[Dataset items]
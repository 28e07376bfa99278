use std::sync::Arc;

use rayon::prelude::*;
use tracing::debug;

use crate::{
    context::{MemberResolver, ModuleSeed},
    declaration::DeclarationProvider,
    hierarchy::{HierarchyStorage, MappedHierarchy, VariableMapper},
    render::{RenderScope, ResolverOptions, ResolverPicker, ResolverStorage},
    shape::{TypeId, TypeShape},
    Error::{UnresolvableMember, UnsupportedShape},
    Result,
};

/// A consistent set of the four resolution modules plus the declarations they work on
///
/// Contexts are immutable. Replacing a module through the
/// [`crate::context::ModuleRegistry`] builds a new context; holders of the previous one keep
/// using the modules it was built with.
pub struct ResolvingContext {
    provider: Arc<dyn DeclarationProvider>,
    options: ResolverOptions,
    hierarchy_storage: Arc<dyn HierarchyStorage>,
    resolver_storage: Arc<dyn ResolverStorage>,
    resolver_picker: Arc<dyn ResolverPicker>,
    variable_mapper: Arc<dyn VariableMapper>,
}

impl ResolvingContext {
    /// Assemble a context from explicit modules
    ///
    /// ## Arguments
    /// * 'seed'                - Declarations and options
    /// * 'hierarchy_storage'   - Storage for mapped hierarchies
    /// * 'resolver_storage'    - The resolver chain
    /// * 'resolver_picker'     - Selects a resolver per shape
    /// * 'variable_mapper'     - Builds hierarchies
    #[must_use]
    pub fn new(
        seed: &ModuleSeed,
        hierarchy_storage: Arc<dyn HierarchyStorage>,
        resolver_storage: Arc<dyn ResolverStorage>,
        resolver_picker: Arc<dyn ResolverPicker>,
        variable_mapper: Arc<dyn VariableMapper>,
    ) -> Self {
        ResolvingContext {
            provider: seed.provider.clone(),
            options: seed.options,
            hierarchy_storage,
            resolver_storage,
            resolver_picker,
            variable_mapper,
        }
    }

    /// The declarations this context resolves against
    #[must_use]
    pub fn provider(&self) -> &Arc<dyn DeclarationProvider> {
        &self.provider
    }

    /// The options the modules were built with
    #[must_use]
    pub fn options(&self) -> ResolverOptions {
        self.options
    }

    /// The hierarchy storage module
    #[must_use]
    pub fn hierarchy_storage(&self) -> &Arc<dyn HierarchyStorage> {
        &self.hierarchy_storage
    }

    /// The resolver storage module
    #[must_use]
    pub fn resolver_storage(&self) -> &Arc<dyn ResolverStorage> {
        &self.resolver_storage
    }

    /// The resolver picker module
    #[must_use]
    pub fn resolver_picker(&self) -> &Arc<dyn ResolverPicker> {
        &self.resolver_picker
    }

    /// The variable mapper module
    #[must_use]
    pub fn variable_mapper(&self) -> &Arc<dyn VariableMapper> {
        &self.variable_mapper
    }

    /// Resolve the hierarchy of a type used raw
    ///
    /// # Errors
    /// See [`ResolvingContext::resolve_shape`]
    pub fn resolve_type(&self, type_id: &TypeId) -> Result<Arc<MappedHierarchy>> {
        self.resolve_shape(&TypeShape::named(type_id.clone()))
    }

    /// Resolve the hierarchy of a type with explicit type arguments
    ///
    /// ## Arguments
    /// * 'type_id'     - The root type
    /// * 'arguments'   - The actual arguments, an empty list means raw usage
    ///
    /// # Errors
    /// See [`ResolvingContext::resolve_shape`]
    pub fn resolve_with_arguments(
        &self,
        type_id: &TypeId,
        arguments: Vec<TypeShape>,
    ) -> Result<Arc<MappedHierarchy>> {
        self.resolve_shape(&TypeShape::parameterized(type_id.clone(), arguments))
    }

    /// Resolve the hierarchy of `root`, served from the hierarchy storage when possible
    ///
    /// # Errors
    /// Returns [`crate::Error::ArityMismatch`], [`crate::Error::ConflictingDiamondBinding`],
    /// [`crate::Error::CyclicHierarchy`], [`crate::Error::TypeNotFound`] or
    /// [`crate::Error::UnsupportedShape`] as raised by the variable mapper
    pub fn resolve_shape(&self, root: &TypeShape) -> Result<Arc<MappedHierarchy>> {
        self.hierarchy_storage.get_or_map(
            root,
            self.variable_mapper.as_ref(),
            self.provider.as_ref(),
        )
    }

    /// Resolve many roots in parallel, warming the hierarchy storage
    ///
    /// # Errors
    /// Returns the error of one failing root; the remaining roots may or may not have been
    /// resolved
    pub fn preload(&self, roots: &[TypeShape]) -> Result<()> {
        debug!(count = roots.len(), "preloading hierarchies");
        roots
            .par_iter()
            .try_for_each(|root| self.resolve_shape(root).map(|_| ()))
    }

    /// Render `shape` with the bindings of `hierarchy`
    ///
    /// # Errors
    /// Returns [`crate::Error::UnsupportedShape`] if the chain can not render the shape
    pub fn render(&self, hierarchy: &MappedHierarchy, shape: &TypeShape) -> Result<String> {
        RenderScope::new(
            hierarchy,
            self.resolver_picker.as_ref(),
            self.resolver_storage.as_ref(),
        )
        .render(shape)
    }

    /// Render the type of a member declared on `declaring`, as seen from `root`
    ///
    /// Used for field types, parameter types and return types.
    ///
    /// ## Arguments
    /// * 'root'        - The type the member is accessed through
    /// * 'declaring'   - The type declaring the member, `root` or one of its ancestors
    /// * 'shape'       - The declared, unsubstituted member type
    ///
    /// # Errors
    /// Returns [`crate::Error::UnresolvableMember`] if `declaring` is not part of the
    /// hierarchy of `root`, or any error raised while resolving or rendering
    pub fn render_member(
        &self,
        root: &TypeShape,
        declaring: &TypeId,
        shape: &TypeShape,
    ) -> Result<String> {
        let hierarchy = self.resolve_shape(root)?;
        if !hierarchy.contains(declaring) {
            return Err(UnresolvableMember {
                type_id: root_id(root),
                member: format!("{shape} declared on {declaring}"),
            });
        }

        self.render(&hierarchy, shape)
    }

    /// Render a declared exception type
    ///
    /// Exceptions can not be generic, so only plain named shapes are accepted.
    ///
    /// # Errors
    /// Returns [`crate::Error::UnsupportedShape`] for any other shape, otherwise see
    /// [`ResolvingContext::render_member`]
    pub fn render_exception(
        &self,
        root: &TypeShape,
        declaring: &TypeId,
        shape: &TypeShape,
    ) -> Result<String> {
        if !shape.is_plain() {
            return Err(UnsupportedShape(format!(
                "{} '{}' can not be an exception type",
                shape.kind(),
                shape
            )));
        }

        self.render_member(root, declaring, shape)
    }

    /// Member lookups and signature rendering on top of this context
    #[must_use]
    pub fn members(&self) -> MemberResolver<'_> {
        MemberResolver::new(self)
    }
}

/// The identity reported for a root in member errors
pub(crate) fn root_id(root: &TypeShape) -> TypeId {
    match root.type_id() {
        Some(type_id) => type_id.clone(),
        None => TypeId::new(root.to_string()),
    }
}

#[cfg(test)]
mod tests {
    use super::*;
    use crate::{
        context::ModuleRegistry,
        test::{fixtures, shapes},
        Error,
    };

    fn context() -> Arc<ResolvingContext> {
        ModuleRegistry::new(fixtures::collections_table().into_provider()).context()
    }

    #[test]
    fn test_resolve_is_cached() {
        let context = context();
        let first = context.resolve_type(&TypeId::new("java.util.ArrayList")).unwrap();
        let second = context
            .resolve_shape(&TypeShape::named("java.util.ArrayList"))
            .unwrap();
        assert!(Arc::ptr_eq(&first, &second));
        assert_eq!(context.hierarchy_storage().len(), 1);
    }

    #[test]
    fn test_render_member_outside_hierarchy() {
        let context = context();
        let root = TypeShape::parameterized("java.util.ArrayList", vec![shapes::integer()]);

        let result = context.render_member(
            &root,
            &TypeId::new("java.util.HashMap"),
            &TypeShape::variable("java.util.HashMap", "K"),
        );
        assert!(matches!(
            result,
            Err(Error::UnresolvableMember { type_id, .. }) if type_id == TypeId::new("java.util.ArrayList")
        ));
    }

    #[test]
    fn test_render_exception_accepts_plain_only() {
        let context = context();
        let root = TypeShape::named("java.util.ArrayList");
        let declaring = TypeId::new("java.util.ArrayList");

        assert_eq!(
            context
                .render_exception(&root, &declaring, &TypeShape::named("java.io.IOException"))
                .unwrap(),
            "java.io.IOException"
        );
        assert!(matches!(
            context.render_exception(
                &root,
                &declaring,
                &TypeShape::variable("java.util.ArrayList", "E")
            ),
            Err(Error::UnsupportedShape(_))
        ));
        assert!(matches!(
            context.render_exception(
                &root,
                &declaring,
                &TypeShape::array(TypeShape::named("java.io.IOException"))
            ),
            Err(Error::UnsupportedShape(_))
        ));
    }

    #[test]
    fn test_preload_fills_storage() {
        let context = context();
        let roots = vec![
            TypeShape::named("java.util.ArrayList"),
            TypeShape::parameterized("java.util.ArrayList", vec![shapes::string()]),
            TypeShape::parameterized("java.util.HashMap", vec![shapes::string(), shapes::integer()]),
        ];
        context.preload(&roots).unwrap();
        assert_eq!(context.hierarchy_storage().len(), 3);

        let failing = vec![TypeShape::named("java.util.Missing")];
        assert!(context.preload(&failing).is_err());
    }
}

■ AIM OF THE EXERCISE:
All that is required is the number of lines in the data above that contain the word "ArrayList".

■ EXERCISE SOLUTION:
9